Arguably, countries that are export-ready will reap the immediate benefits of trade facilitation. Therefore, African countries must prioritize value adding activities by promoting investment in areas such as value chains which are becoming increasingly prominent for the African Development Bank. In the absence of such complementary measures, the benefits of the TF deal will be marginal and African countries will miss out on the alleged $1 trillion Bali trade boost. The multilateral trading system should support these measures by decisively addressing tariff peaks and tariff escalation – the former prevents developing countries form exporting products in which they have a comparative advantage, while the latter curtail their chances of climbing the value chain.

Secondly, issues such as non-tariff barriers, compliance with sanitary and phyto-sanitary standards, tariff escalation and tariff peaks on products of interest to us African exporters will continue to stifle Africa’s prospects to penetrate international markets and upgrade along the value chain.
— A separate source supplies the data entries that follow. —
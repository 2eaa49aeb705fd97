mod config;
mod http;
mod inventory;
mod leads;
mod metrics;
mod sheets;
mod vin;

use axum::{
    Json, Router,
    extract::{Path, Query, State},
    http::StatusCode,
    response::{IntoResponse, Response},
    routing::{get, post},
};
use inventory::{Vehicle, provider::VehicleProvider};
use leads::{LeadMailer, LeadRequest, LeadResponse, PrequalRequest, PrequalResponse};
use metrics_exporter_prometheus::{PrometheusBuilder, PrometheusHandle};
use serde::{Deserialize, Serialize};
use serde_json::json;
use std::{net::SocketAddr, sync::Arc};
use tower_http::{
    cors::{Any, CorsLayer},
    trace::TraceLayer,
};
use tracing::{error, info, warn};
use tracing_subscriber::{EnvFilter, fmt};
use vin::{VinClient, VinError};

#[tokio::main]
async fn main() {
    if let Err(err) = run().await {
        error!(target = "lotline.api", "server crashed: {err}");
    }
}

async fn run() -> Result<(), Box<dyn std::error::Error + Send + Sync>> {
    dotenvy::dotenv().ok();
    init_tracing();

    let provider = Arc::new(VehicleProvider::from_env());
    let mailer = LeadMailer::from_env();
    if mailer.is_none() {
        warn!(
            target = "lotline.leads",
            "mail relay env not fully set; lead submissions will be rejected"
        );
    }
    let openapi: serde_json::Value = serde_yaml::from_str(include_str!("../docs/openapi.yaml"))
        .unwrap_or(serde_json::json!({"openapi":"3.0.3"}));
    let prometheus_handle = PrometheusBuilder::new()
        .install_recorder()
        .expect("prom recorder");

    let state = AppState {
        provider,
        mailer,
        vin: VinClient::new(),
        openapi: Arc::new(openapi),
        prometheus_handle,
    };

    let cors = CorsLayer::new()
        .allow_headers(Any)
        .allow_methods(Any)
        .allow_origin(Any);

    let app = Router::new()
        .route("/health", get(health))
        .route("/metrics", get(metrics_endpoint))
        .route("/openapi.json", get(openapi_json))
        .route("/docs", get(swagger_ui))
        .route("/inventory", get(list_inventory))
        .route("/inventory/compare", get(compare_inventory))
        .route("/inventory/{id}", get(get_vehicle))
        .route("/leads", post(submit_lead))
        .route("/prequalify", post(prequalify))
        .route("/vin/{vin}", get(decode_vin))
        .with_state(state)
        .layer(cors)
        .layer(TraceLayer::new_for_http())
        .layer(axum::extract::DefaultBodyLimit::max(body_limit_from_env()));

    let port: u16 = std::env::var("PORT")
        .ok()
        .and_then(|value| value.parse().ok())
        .unwrap_or(8000);
    let addr: SocketAddr = ([0, 0, 0, 0], port).into();
    info!(target = "lotline.api", "listening on {addr}");

    let listener = tokio::net::TcpListener::bind(addr).await?;
    axum::serve(listener, app.into_make_service()).await?;
    Ok(())
}

#[derive(Clone)]
struct AppState {
    provider: Arc<VehicleProvider>,
    mailer: Option<LeadMailer>,
    vin: VinClient,
    openapi: Arc<serde_json::Value>,
    prometheus_handle: PrometheusHandle,
}

#[derive(Debug, Serialize)]
struct ApiError {
    error: String,
    #[serde(skip_serializing_if = "Option::is_none")]
    detail: Option<String>,
}

#[derive(Debug)]
enum AppError {
    NotFound(String),
    Vin(VinError),
}

impl From<VinError> for AppError {
    fn from(value: VinError) -> Self {
        Self::Vin(value)
    }
}

impl IntoResponse for AppError {
    fn into_response(self) -> Response {
        let (status, payload) = match self {
            AppError::NotFound(what) => (
                StatusCode::NOT_FOUND,
                ApiError {
                    error: "not_found".to_string(),
                    detail: Some(what),
                },
            ),
            AppError::Vin(err) => {
                let status = match err {
                    VinError::InvalidVin => StatusCode::BAD_REQUEST,
                    VinError::Empty => StatusCode::NOT_FOUND,
                    VinError::Upstream(_) => StatusCode::BAD_GATEWAY,
                };
                (
                    status,
                    ApiError {
                        error: "vin_decode".to_string(),
                        detail: Some(err.to_string()),
                    },
                )
            }
        };
        (status, Json(payload)).into_response()
    }
}

/// Health and readiness check.
///
/// - Method: `GET`
/// - Path: `/health`
async fn health() -> Json<serde_json::Value> {
    Json(json!({
        "status": "ok",
        "service": "lotline-api-rs",
    }))
}

async fn openapi_json(State(state): State<AppState>, headers: axum::http::HeaderMap) -> Response {
    if let Ok(key) = std::env::var("OPENAPI_KEY") {
        let presented = headers
            .get("X-Docs-Key")
            .and_then(|v| v.to_str().ok())
            .unwrap_or("");
        if presented != key {
            return (
                StatusCode::UNAUTHORIZED,
                Json(ApiError {
                    error: "unauthorized".to_string(),
                    detail: None,
                }),
            )
                .into_response();
        }
    }
    Json((*state.openapi).clone()).into_response()
}

async fn swagger_ui() -> axum::http::Response<String> {
    let html = r#"<!doctype html>
<html>
<head>
  <meta charset='utf-8'/>
  <title>Lotline API Docs</title>
  <link rel="stylesheet" href="https://unpkg.com/swagger-ui-dist@5/swagger-ui.css" />
</head>
<body>
  <div id="swagger-ui"></div>
  <script src="https://unpkg.com/swagger-ui-dist@5/swagger-ui-bundle.js"></script>
  <script>
    window.onload = () => {
      window.ui = SwaggerUIBundle({ url: '/openapi.json', dom_id: '#swagger-ui' });
    };
  </script>
</body>
</html>"#;
    axum::http::Response::builder()
        .header("Content-Type", "text/html; charset=utf-8")
        .body(html.to_string())
        .unwrap()
}

async fn metrics_endpoint(
    State(state): State<AppState>,
    headers: axum::http::HeaderMap,
) -> axum::http::Response<String> {
    if let Ok(secret) = std::env::var("METRICS_KEY") {
        let presented = headers
            .get("X-Metrics-Key")
            .and_then(|v| v.to_str().ok())
            .unwrap_or("");
        if presented != secret {
            return axum::http::Response::builder()
                .status(StatusCode::UNAUTHORIZED)
                .body("unauthorized".into())
                .unwrap();
        }
    }
    let body = state.prometheus_handle.render();
    axum::http::Response::builder()
        .header("Content-Type", "text/plain; version=0.0.4")
        .body(body)
        .unwrap()
}

fn body_limit_from_env() -> usize {
    std::env::var("REQUEST_MAX_BYTES")
        .ok()
        .and_then(|v| v.parse::<usize>().ok())
        .filter(|v| *v > 0)
        .unwrap_or(256 * 1024)
}

/// Full catalog from the active provider.
///
/// An ingestion failure upstream surfaces here as an empty list, which is a
/// legitimate "no vehicles available" state, not an error.
async fn list_inventory(State(state): State<AppState>) -> Json<Vec<Vehicle>> {
    crate::metrics::inc_requests("/inventory");
    let vehicles = state.provider.vehicles().await;
    Json(vehicles.as_ref().clone())
}

async fn get_vehicle(
    State(state): State<AppState>,
    Path(id): Path<String>,
) -> Result<Json<Vehicle>, AppError> {
    crate::metrics::inc_requests("/inventory/{id}");
    let vehicles = state.provider.vehicles().await;
    vehicles
        .iter()
        .find(|vehicle| vehicle.id == id)
        .cloned()
        .map(Json)
        .ok_or(AppError::NotFound(id))
}

#[derive(Debug, Deserialize)]
struct CompareParams {
    #[serde(default)]
    ids: String,
}

/// Comparison view: `?ids=a,b,c` in requested order; unknown ids are skipped
/// rather than failing the whole comparison.
async fn compare_inventory(
    State(state): State<AppState>,
    Query(params): Query<CompareParams>,
) -> Json<Vec<Vehicle>> {
    crate::metrics::inc_requests("/inventory/compare");
    let vehicles = state.provider.vehicles().await;
    let selected = parse_ids(&params.ids)
        .into_iter()
        .filter_map(|id| vehicles.iter().find(|vehicle| vehicle.id == id).cloned())
        .collect();
    Json(selected)
}

fn parse_ids(raw: &str) -> Vec<String> {
    raw.split(',')
        .map(str::trim)
        .filter(|id| !id.is_empty())
        .map(str::to_string)
        .collect()
}

/// Lead-capture relay. The response contract is `{ok, msg?}` on every path;
/// relay failures are reported there, never as a bare 500.
async fn submit_lead(
    State(state): State<AppState>,
    Json(payload): Json<LeadRequest>,
) -> (StatusCode, Json<LeadResponse>) {
    crate::metrics::inc_requests("/leads");

    if let Err(err) = leads::validate(&payload) {
        return (
            StatusCode::BAD_REQUEST,
            Json(LeadResponse {
                ok: false,
                msg: Some(err.to_string()),
            }),
        );
    }

    let Some(mailer) = &state.mailer else {
        let err = leads::LeadError::NotConfigured;
        warn!(
            target = "lotline.leads",
            kind = payload.kind.label(),
            error = %err,
            "lead dropped"
        );
        crate::metrics::lead_relayed(payload.kind.label(), false);
        return (
            StatusCode::SERVICE_UNAVAILABLE,
            Json(LeadResponse {
                ok: false,
                msg: Some(err.to_string()),
            }),
        );
    };

    match mailer.relay(&payload).await {
        Ok(reference) => {
            crate::metrics::lead_relayed(payload.kind.label(), true);
            (
                StatusCode::OK,
                Json(LeadResponse {
                    ok: true,
                    msg: Some(reference),
                }),
            )
        }
        Err(err) => {
            warn!(target = "lotline.leads", error = %err, "lead relay failed");
            crate::metrics::lead_relayed(payload.kind.label(), false);
            (
                StatusCode::BAD_GATEWAY,
                Json(LeadResponse {
                    ok: false,
                    msg: Some(err.to_string()),
                }),
            )
        }
    }
}

async fn prequalify(Json(payload): Json<PrequalRequest>) -> (StatusCode, Json<PrequalResponse>) {
    crate::metrics::inc_requests("/prequalify");
    if leads::validate_prequal(&payload).is_err() {
        return (StatusCode::BAD_REQUEST, Json(PrequalResponse { ok: false }));
    }
    leads::record_prequal(&payload);
    (StatusCode::OK, Json(PrequalResponse { ok: true }))
}

async fn decode_vin(
    State(state): State<AppState>,
    Path(vin): Path<String>,
) -> Result<Json<vin::VinDecoded>, AppError> {
    crate::metrics::inc_requests("/vin/{vin}");
    let decoded = state.vin.decode(&vin).await?;
    Ok(Json(decoded))
}

fn init_tracing() {
    let filter = EnvFilter::try_from_default_env()
        .unwrap_or_else(|_| EnvFilter::new("info,tower_http=debug"));
    let _ = fmt().with_env_filter(filter).try_init();
}

#[cfg(test)]
mod tests {
    use super::*;

    #[test]
    fn compare_ids_are_trimmed_and_emptied() {
        assert_eq!(parse_ids("a, b ,,c"), vec!["a", "b", "c"]);
        assert!(parse_ids("").is_empty());
        assert!(parse_ids(" , ").is_empty());
    }
}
Therefore, parallel efforts are required to continue to address these issues both in regional and global trade.

What should the Bank do to make Bali work for Africa?

The adoption of the TF at Bali is a call to development partners like the African Development Bank, bilateral and multilateral donors to scale up their response – in a coordinated manner – to help address the legitimate implementation challenges faced by African countries. The AfDB has a comparative advantage in infrastructure investments and there is growing awareness of the need to bridge the hard-soft infrastructure continuum by ensuring that soft aspects, such as trade facilitation reforms are mainstreamed within transport infrastructure projects, such as road, ports and railways, right from the design stage. We encourage the Bank to also escalate its economic and sector work in this area in order to provide sound policy advice, identify lessons learnt and monitor results in regional member countries.  
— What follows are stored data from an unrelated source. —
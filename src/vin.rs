use crate::config::VPIC_ROOT;
use crate::http::build_client;
use reqwest::Client;
use serde::{Deserialize, Serialize};
use thiserror::Error;
use urlencoding::encode;

#[derive(Debug, Error)]
pub enum VinError {
    #[error("vin must be a non-empty alphanumeric string")]
    InvalidVin,
    #[error("vin lookup failed: {0}")]
    Upstream(String),
    #[error("vin lookup returned no result")]
    Empty,
}

/// Simplified field subset the detail pages actually render; everything else
/// vPIC returns is dropped at the proxy.
#[derive(Debug, Clone, Serialize)]
pub struct VinDecoded {
    pub vin: String,
    pub make: String,
    pub model: String,
    pub year: String,
    pub trim: String,
    pub body: String,
    pub fuel: String,
    pub transmission: String,
}

#[derive(Debug, Deserialize)]
struct VpicResponse {
    #[serde(rename = "Results", default)]
    results: Vec<VpicRow>,
}

// vPIC reports unknown fields as empty strings or nulls interchangeably.
#[derive(Debug, Clone, Deserialize)]
struct VpicRow {
    #[serde(rename = "Make", default)]
    make: Option<String>,
    #[serde(rename = "Model", default)]
    model: Option<String>,
    #[serde(rename = "ModelYear", default)]
    model_year: Option<String>,
    #[serde(rename = "Trim", default)]
    trim: Option<String>,
    #[serde(rename = "BodyClass", default)]
    body_class: Option<String>,
    #[serde(rename = "FuelTypePrimary", default)]
    fuel_type_primary: Option<String>,
    #[serde(rename = "TransmissionStyle", default)]
    transmission_style: Option<String>,
}

impl VpicRow {
    fn into_decoded(self, vin: &str) -> VinDecoded {
        let clean = |value: Option<String>| value.unwrap_or_default().trim().to_string();
        VinDecoded {
            vin: vin.to_string(),
            make: clean(self.make),
            model: clean(self.model),
            year: clean(self.model_year),
            trim: clean(self.trim),
            body: clean(self.body_class),
            fuel: clean(self.fuel_type_primary),
            transmission: clean(self.transmission_style),
        }
    }
}

#[derive(Debug, Clone)]
pub struct VinClient {
    http: Client,
}

impl Default for VinClient {
    fn default() -> Self {
        Self::new()
    }
}

impl VinClient {
    pub fn new() -> Self {
        Self {
            http: build_client(),
        }
    }

    pub async fn decode(&self, vin: &str) -> Result<VinDecoded, VinError> {
        let vin = vin.trim();
        if vin.is_empty() || !vin.chars().all(|ch| ch.is_ascii_alphanumeric()) {
            return Err(VinError::InvalidVin);
        }

        let url = format!(
            "{}/vehicles/DecodeVinValues/{}?format=json",
            *VPIC_ROOT,
            encode(vin)
        );
        let response = self
            .http
            .get(url)
            .send()
            .await
            .map_err(|err| VinError::Upstream(err.to_string()))?;

        if !response.status().is_success() {
            return Err(VinError::Upstream(format!("HTTP {}", response.status())));
        }

        let mut payload: VpicResponse = response
            .json()
            .await
            .map_err(|err| VinError::Upstream(err.to_string()))?;

        if payload.results.is_empty() {
            return Err(VinError::Empty);
        }
        Ok(payload.results.remove(0).into_decoded(vin))
    }
}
The Bank also has an opportunity to enhance its capacity-building support in trade facilitation especially targeting land-locked and fragile states to implement their trade facilitation commitments – but also targeting the ‘gateway’ coastal countries. The creation of the AfDB’s Africa Trade Fund (AFTRA) is both timely and positive, but it needs to be significantly strengthened if it is to make a serious dent considering the extent of needs.

Patrick Kanyimbo is a Principal Regional Integration Expert in the NEPAD Regional Integration and Trade Department at the African Development Bank. He joined the Bank in October 2012 from the Commonwealth Secretariat Programme on Enhancing Trade Capacity Development in ACP States, where he served for six years (2006-2012) as National Trade Adviser assigned to the Ministry of Trade and Industry in Trinidad and Tobago. He holds a Master of Science in Industrial Strategy and Trade Policy from the University of Manchester and a Bachelor of Social Science Degree (Economics) from the University of Malawi. His work interests are trade-related capacity building, trade policy formulation, trade facilitation, competitiveness and investment.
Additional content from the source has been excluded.